The company would go on to use Bahawalpur as a base for its campaigns in the region when during the late 1830s and early 1840s Sind, Baluchistan, Punjab and Afghanistan became targets of its expansionist thrust. This strengthened the ties between Bahawalpur and the British, and gave the state considerable political importance.

A substantial part of the book deals with the several decades-long rule of Sadiq Muhammad Khan V, from 1907 to 1947; the period of transition from the integration of the state to its extinction in 1955, and his death in 1966.

Sadiq Muhammad was an infant when he succeeded his father in 1907 and was invested with full powers of a princely ruler only in 1924. It may be mentioned that the extent of a ruler’s ‘full authority’ was determined by the Crown. Between 1907 and 1924 the state was administered by a council of regency under British supervision.
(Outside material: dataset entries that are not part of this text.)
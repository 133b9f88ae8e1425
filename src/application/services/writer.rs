//! Record writer service
//!
//! Persists clades as keyed records in a rate-limited store:
//!
//! ```text
//! list existing keys ──► encode + size check ──► overwrite in place (Replace)
//!                                                  │
//!            individual creates ◄── on failure ── batched creates
//! ```
//!
//! Every call runs through the retry loop. A record whose calls are
//! exhausted becomes a per-record failure; the run continues. Replacing
//! never removes a stored record first, so a failed overwrite leaves the
//! previous version in place.

use std::collections::{BTreeMap, BTreeSet};
use std::sync::Arc;
use std::time::Duration;

use chrono::Utc;
use tracing::{debug, info, instrument, warn};

use crate::application::retry::{pause, with_retry, RetryPolicy};
use crate::application::{ApplicationError, ApplicationResult};
use crate::config::StoreSettings;
use crate::domain::{Clade, CladeRecord, DomainError, TaxonId};
use crate::infrastructure::traits::{RecordStore, StoredRecord};

/// `createdAt` stamp for records written now, second precision UTC.
pub fn timestamp_now() -> String {
    Utc::now().format("%Y-%m-%dT%H:%M:%SZ").to_string()
}

/// What to do with clades whose key already exists in the collection.
#[derive(Debug, Clone, Copy, PartialEq, Eq, Default)]
pub enum WriteMode {
    #[default]
    SkipExisting,
    /// Overwrite the stored record in place
    Replace,
}

/// Tunables for one writer.
#[derive(Debug, Clone)]
pub struct WriterOptions {
    pub collection: String,
    pub source_tag: String,
    pub batch_size: usize,
    pub batch_delay: Duration,
    pub rate_delay: Duration,
    pub max_record_bytes: usize,
    /// One record per call, never batched
    pub no_batch: bool,
    pub mode: WriteMode,
    pub retry: RetryPolicy,
}

impl WriterOptions {
    pub fn from_settings(store: &StoreSettings) -> Self {
        Self {
            collection: store.collection.clone(),
            source_tag: store.source_tag.clone(),
            batch_size: store.batch_size,
            batch_delay: Duration::from_millis(store.batch_delay_ms),
            rate_delay: Duration::from_millis(store.rate_delay_ms),
            max_record_bytes: store.max_record_bytes,
            no_batch: false,
            mode: WriteMode::default(),
            retry: store.retry.clone(),
        }
    }

    pub fn with_mode(mut self, mode: WriteMode) -> Self {
        self.mode = mode;
        self
    }

    pub fn with_no_batch(mut self, no_batch: bool) -> Self {
        self.no_batch = no_batch;
        self
    }
}

#[derive(Debug, Clone, PartialEq, Eq)]
pub struct RecordFailure {
    pub key: String,
    pub reason: String,
}

/// Outcome of one write run, by record key.
#[derive(Debug, Clone, Default, PartialEq, Eq)]
pub struct WriteReport {
    /// Newly created keys
    pub written: Vec<String>,
    /// Existing keys overwritten in place
    pub replaced: Vec<String>,
    pub skipped: Vec<String>,
    pub deleted: Vec<String>,
    pub failed: Vec<RecordFailure>,
}

impl WriteReport {
    pub fn is_complete(&self) -> bool {
        self.failed.is_empty()
    }

    fn fail(&mut self, key: &str, reason: impl Into<String>) {
        let reason = reason.into();
        warn!("record {key} failed: {reason}");
        self.failed.push(RecordFailure {
            key: key.to_string(),
            reason,
        });
    }
}

/// Writes clades to a [`RecordStore`].
pub struct RecordWriter {
    store: Arc<dyn RecordStore>,
    options: WriterOptions,
}

impl RecordWriter {
    pub fn new(store: Arc<dyn RecordStore>, options: WriterOptions) -> Self {
        Self { store, options }
    }

    pub fn options(&self) -> &WriterOptions {
        &self.options
    }

    /// All records of the collection, following the listing cursor to the end.
    pub fn list_records(&self) -> ApplicationResult<Vec<StoredRecord>> {
        let collection = &self.options.collection;
        let mut records = Vec::new();
        let mut cursor: Option<String> = None;
        loop {
            let page = with_retry(&self.options.retry, "list records", || {
                self.store.list_page(collection, cursor.as_deref())
            })
            .map_err(|e| ApplicationError::remote(format!("list {collection}"), e))?;
            records.extend(page.records);
            match page.cursor {
                Some(next) => cursor = Some(next),
                None => break,
            }
        }
        debug!("listed {} records in {collection}", records.len());
        Ok(records)
    }

    pub fn list_existing_keys(&self) -> ApplicationResult<BTreeSet<String>> {
        Ok(self.list_records()?.into_iter().map(|r| r.key).collect())
    }

    /// Stored clades keyed by root id. A record that does not decode or does
    /// not match its key is a data error.
    pub fn fetch_clades(&self) -> ApplicationResult<BTreeMap<TaxonId, Clade>> {
        let mut clades = BTreeMap::new();
        for stored in self.list_records()? {
            let record: CladeRecord =
                serde_json::from_value(stored.value).map_err(|e| DomainError::InvalidRecord {
                    key: stored.key.clone(),
                    message: e.to_string(),
                })?;
            record.validate(&stored.key)?;
            clades.insert(record.root_ott_id, record.into_clade());
        }
        Ok(clades)
    }

    /// Write `clades`, stamping each record with `created_at`.
    ///
    /// A listing failure aborts before anything is written.
    #[instrument(level = "debug", skip(self, clades), fields(clades = clades.len()))]
    pub fn write(&self, clades: &[Clade], created_at: &str) -> ApplicationResult<WriteReport> {
        let existing = self.list_existing_keys()?;
        let mut report = WriteReport::default();

        let mut pending = Vec::with_capacity(clades.len());
        let mut to_replace = Vec::new();
        for clade in clades {
            let key = clade.key();
            let exists = existing.contains(&key);
            if exists && self.options.mode == WriteMode::SkipExisting {
                report.skipped.push(key);
                continue;
            }
            let value = match self.encode(clade, created_at) {
                Ok(value) => value,
                Err(reason) => {
                    report.fail(&key, reason);
                    continue;
                }
            };
            if exists {
                to_replace.push((key, value));
            } else {
                pending.push((key, value));
            }
        }
        info!(
            "{} to create, {} existing skipped, {} to replace",
            pending.len(),
            report.skipped.len(),
            to_replace.len()
        );

        self.put_each(&to_replace, &mut report);
        if !to_replace.is_empty() && !pending.is_empty() {
            pause(self.options.rate_delay);
        }

        if self.options.no_batch || self.options.batch_size <= 1 {
            self.create_each(&pending, &mut report);
        } else {
            let batches: Vec<_> = pending.chunks(self.options.batch_size).collect();
            for (i, batch) in batches.iter().enumerate() {
                if i > 0 {
                    pause(self.options.batch_delay);
                }
                self.create_batch(batch, &mut report);
            }
        }

        info!(
            "written {}, replaced {}, skipped {}, failed {}",
            report.written.len(),
            report.replaced.len(),
            report.skipped.len(),
            report.failed.len()
        );
        Ok(report)
    }

    /// Delete the records under `keys`, one call each. The caller decides
    /// which keys are safe to remove.
    #[instrument(level = "debug", skip(self, keys), fields(keys = keys.len()))]
    pub fn prune(&self, keys: &[String]) -> WriteReport {
        let mut report = WriteReport::default();
        for (i, key) in keys.iter().enumerate() {
            if i > 0 {
                pause(self.options.rate_delay);
            }
            let label = format!("delete {key}");
            match with_retry(&self.options.retry, &label, || {
                self.store.delete(&self.options.collection, key)
            }) {
                Ok(()) => report.deleted.push(key.clone()),
                Err(e) => report.fail(key, format!("delete: {e}")),
            }
        }
        info!("deleted {}, failed {}", report.deleted.len(), report.failed.len());
        report
    }

    fn encode(&self, clade: &Clade, created_at: &str) -> Result<serde_json::Value, String> {
        let record = CladeRecord::from_clade(
            clade,
            &self.options.collection,
            &self.options.source_tag,
            created_at,
        );
        let bytes = serde_json::to_vec(&record).map_err(|e| format!("encode: {e}"))?;
        if bytes.len() > self.options.max_record_bytes {
            return Err(format!(
                "record is {} bytes, limit is {}",
                bytes.len(),
                self.options.max_record_bytes
            ));
        }
        serde_json::to_value(&record).map_err(|e| format!("encode: {e}"))
    }

    fn put_each(&self, records: &[(String, serde_json::Value)], report: &mut WriteReport) {
        for (i, (key, value)) in records.iter().enumerate() {
            if i > 0 {
                pause(self.options.rate_delay);
            }
            let label = format!("put {key}");
            match with_retry(&self.options.retry, &label, || {
                self.store.put(&self.options.collection, key, value)
            }) {
                Ok(()) => report.replaced.push(key.clone()),
                Err(e) => report.fail(key, format!("put: {e}")),
            }
        }
    }

    fn create_batch(&self, batch: &[(String, serde_json::Value)], report: &mut WriteReport) {
        let label = format!("batch of {}", batch.len());
        match with_retry(&self.options.retry, &label, || {
            self.store.apply_creates(&self.options.collection, batch)
        }) {
            Ok(()) => {
                debug!("{label} written");
                report.written.extend(batch.iter().map(|(key, _)| key.clone()));
            }
            Err(e) => {
                warn!("{label} failed ({e}), falling back to individual writes");
                pause(self.options.rate_delay);
                self.create_each(batch, report);
            }
        }
    }

    fn create_each(&self, records: &[(String, serde_json::Value)], report: &mut WriteReport) {
        for (i, (key, value)) in records.iter().enumerate() {
            if i > 0 {
                pause(self.options.rate_delay);
            }
            let label = format!("create {key}");
            match with_retry(&self.options.retry, &label, || {
                self.store.create(&self.options.collection, key, value)
            }) {
                Ok(()) => report.written.push(key.clone()),
                Err(e) => report.fail(key, e.to_string()),
            }
        }
    }
}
Shortly before the administration was handed over to Sadiq Muhammad, a heavy financial burden was imposed on Bahawalpur in the form of its share of expenditure for a major irrigation scheme, the Sutlej Valley Project. Work on the project commenced in 1922. To meet its financial commitments, the state was obliged to take a massive loan from the British India government, the repayment of which proved to be a trap from which the ruler was unable to extricate himself. “An agreement with the Government of India (in 1936), for its liquation in annual payments for the next fifty years until 1986, became the sword over the head of the ruler of Bahawalpur,” writes Loyd. Colonial officials ignored the counsel of Bahawalpuri officials, who considered the project ill-conceived, especially as the water the river was capable of carrying was overestimated.

Partition brought a fresh set of problems. The tragedy of Punjab was replayed throughout the province, though the scale and details varied. In the case of Bahawalpur communal violence and bloodshed were definitely on a scale much lower than that in British Punjab.

Sadiq Muhammad assured Mahatma Gandhi that the state would extend full protection to Hindus, and “no-one would interfere with their religion.” V.P. Menon noted that Bahawalpur was “a paradise compared to East Punjab,” an indication of the contrast which the state presented to those parts of Punjab which the British had governed directly for a century.

In 1955, the state was absorbed into the administrative unit designated as West Pakistan under the One-Unit scheme, and divided into three districts, formally marking its extinction as a princely state. The erstwhile ruler retained some privileges, mostly of ceremonial nature.

The concluding chapters focus on the fate of the former ruling family after the extinction of the state, the manner in which it used its residual political and social influence, and the tussle for possession of historically significant palaces and forts of Bahawalpur State. Loyd’s portrait of Sadiq Muhammad in his twilight years as “a wealthy, retired and generally retiring gentleman in Sussex and London” after 1955 (he passed away in 1966 in London), is of an erstwhile ruler reconciled to the loss of his domain.

This book also reproduces a lengthy extract from some charming reminiscences of Sheila Covey, whose father was head gardener at Sadiq Muhammad’s residence in Sussex. Covey describes him as a character out of P.G. Wodehouse.

Obviously Sadiq Muhammad was happier spending time in the English countryside watching children play cricket, than attempting to resurrect his vanished kingdom.